Sit in at any gaming conference and you’re bound to hear despairing talk of millennials and gambling. Capturing the millennial market, the thinking goes, is the key to success for Las Vegas casinos in the near future.
It’s not just faddishness that makes millennials such a compelling group for casino executives—it’s an honest read on visitor behaviors. Las Vegas tourism is at an all-time high. Last year, though, 2.3 million fewer visitors gambled than in 2007. With the average age of visitors skewing younger, it doesn’t take a statistician to guess that those younger visitors are doing something other than gambling here.

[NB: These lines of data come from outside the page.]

//! Identity Normalizer Tests
//!
//! Covers the normalization contract: lower-casing order, drop-all and
//! specific-scope stripping, and the empty/no-identity signal.

#[cfg(test)]
mod tests {
    use torii_envauth::{DropScope, IdentityNormalizer};

    fn normalizer(force_lowercase: bool, drop_scope: Option<DropScope>) -> IdentityNormalizer {
        IdentityNormalizer::new(force_lowercase, drop_scope)
    }

    // ========================================================================
    // TEST: Passthrough
    // ========================================================================

    #[test]
    fn test_no_options_returns_input_verbatim() {
        let n = normalizer(false, None);
        for raw in ["bob", "Bob@Example.COM", "a@b@c", "  spaced  "] {
            assert_eq!(n.normalize(Some(raw)), Some(raw.to_string()));
        }
    }

    #[test]
    fn test_empty_and_absent_are_no_identity() {
        for drop_scope in [None, Some(DropScope::Any(true)), Some(DropScope::One("x".into()))] {
            let n = normalizer(true, drop_scope);
            assert_eq!(n.normalize(None), None);
            assert_eq!(n.normalize(Some("")), None);
        }
    }

    // ========================================================================
    // TEST: Lower-casing
    // ========================================================================

    #[test]
    fn test_force_lowercase_removes_uppercase_ascii() {
        let n = normalizer(true, None);
        for raw in ["BOB", "Bob@Example.COM", "MiXeD123"] {
            let result = n.normalize(Some(raw)).unwrap();
            assert!(
                !result.bytes().any(|b| b.is_ascii_uppercase()),
                "'{}' still contains uppercase ASCII",
                result
            );
        }
    }

    // ========================================================================
    // TEST: Drop any scope
    // ========================================================================

    #[test]
    fn test_drop_any_strips_from_last_at() {
        let n = normalizer(false, Some(DropScope::Any(true)));
        assert_eq!(n.normalize(Some("bob@example.com")), Some("bob".into()));
        assert_eq!(n.normalize(Some("bob@a@b")), Some("bob@a".into()));
        assert_eq!(n.normalize(Some("no-scope")), Some("no-scope".into()));
        assert_eq!(n.normalize(Some("@lonely")), None);
    }

    // ========================================================================
    // TEST: Drop specific scopes
    // ========================================================================

    #[test]
    fn test_single_scope_matches_case_insensitively() {
        let n = normalizer(false, Some(DropScope::One("example.com".into())));
        assert_eq!(n.normalize(Some("bob@example.com")), Some("bob".into()));
        assert_eq!(n.normalize(Some("bob@EXAMPLE.com")), Some("bob".into()));
        assert_eq!(
            n.normalize(Some("bob@other.com")),
            Some("bob@other.com".into())
        );
    }

    #[test]
    fn test_scope_list_checked_in_order_first_match_stops() {
        let n = normalizer(
            false,
            Some(DropScope::Many(vec!["a.com".into(), "b.com".into()])),
        );
        assert_eq!(n.normalize(Some("bob@b.com")), Some("bob".into()));
        assert_eq!(n.normalize(Some("bob@a.com")), Some("bob".into()));
        // only one scope is ever stripped
        assert_eq!(n.normalize(Some("bob@b.com@a.com")), Some("bob@b.com".into()));
    }

    #[test]
    fn test_scope_must_follow_separator() {
        let n = normalizer(false, Some(DropScope::One("corp".into())));
        // ends with the scope but without '@' before it
        assert_eq!(n.normalize(Some("bobcorp")), Some("bobcorp".into()));
    }

    #[test]
    fn test_overlong_scope_cannot_match() {
        let n = normalizer(false, Some(DropScope::One("longer-than-subject".into())));
        assert_eq!(n.normalize(Some("bo")), Some("bo".into()));
    }

    #[test]
    fn test_match_is_suffix_only() {
        let n = normalizer(false, Some(DropScope::One("corp".into())));
        // '@corp' in the middle is not a trailing scope
        assert_eq!(
            n.normalize(Some("bob@corp.example")),
            Some("bob@corp.example".into())
        );
    }

    #[test]
    fn test_case_outside_matched_suffix_is_preserved() {
        let n = normalizer(false, Some(DropScope::One("corp".into())));
        assert_eq!(n.normalize(Some("AlIcE@CoRp")), Some("AlIcE".into()));
    }

    // ========================================================================
    // TEST: Combined options
    // ========================================================================

    #[test]
    fn test_lowercase_applies_before_scope_stripping() {
        let n = normalizer(true, Some(DropScope::One("CORP".into())));
        assert_eq!(n.normalize(Some("Alice@Corp")), Some("alice".into()));
    }

    #[test]
    fn test_normalization_is_idempotent() {
        let n = normalizer(true, Some(DropScope::One("corp".into())));
        let once = n.normalize(Some("Alice@CORP")).unwrap();
        assert_eq!(n.normalize(Some(&once)), Some(once.clone()));
    }
}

The Hard Rock Hotel, with its focus on music and a cool vibe over the gambling grind, understood way back in 1995 the need to diversify. For the most part, though, 1990s megaresorts were built to host gamblers, families and wealthier travelers. After the post-9/11 recession, the transition to nightlife began, giving casinos a reason to reach out to younger guests; the Great Recession and the more recent slowdown in Asian high-end play, as well as the natural aging-in of the group, has spurred an even more fervent desire to unlock the millennial market.
We can see the manifestation of that desire in some new approaches to tried-and-true casino gambling.
In September, the Lavo Casino Club at the Palazzo began offering blackjack and craps with “Vegas-style VIP bottle service, mixology and Italian cuisine.” Skeptics might wonder what the hype is all about; indeed, people have gambled, drank and eaten Italian food in Las Vegas for decades. What precisely makes this the advertised “modern gaming experience”? Possibly it’s the fact that this is a pre-paid, pre-packaged “experience” rather than a night out. There is no worrying about the whims of a pit boss’ rating; for $725, you and three friends can get a “VIP dinner menu,” one liter’s worth of bottle service, a VIP gaming table and admittance to the Lavo nightclub after you have finished gambling. Guaranteed.
Just like ticketed showroom seats eliminated the need to tip the maître d’ for primo views of the action, the Lavo Casino Club lets revelers know exactly what they are getting before they authorize their credit cards, which appeals to customers who want a sure thing, even in a casino.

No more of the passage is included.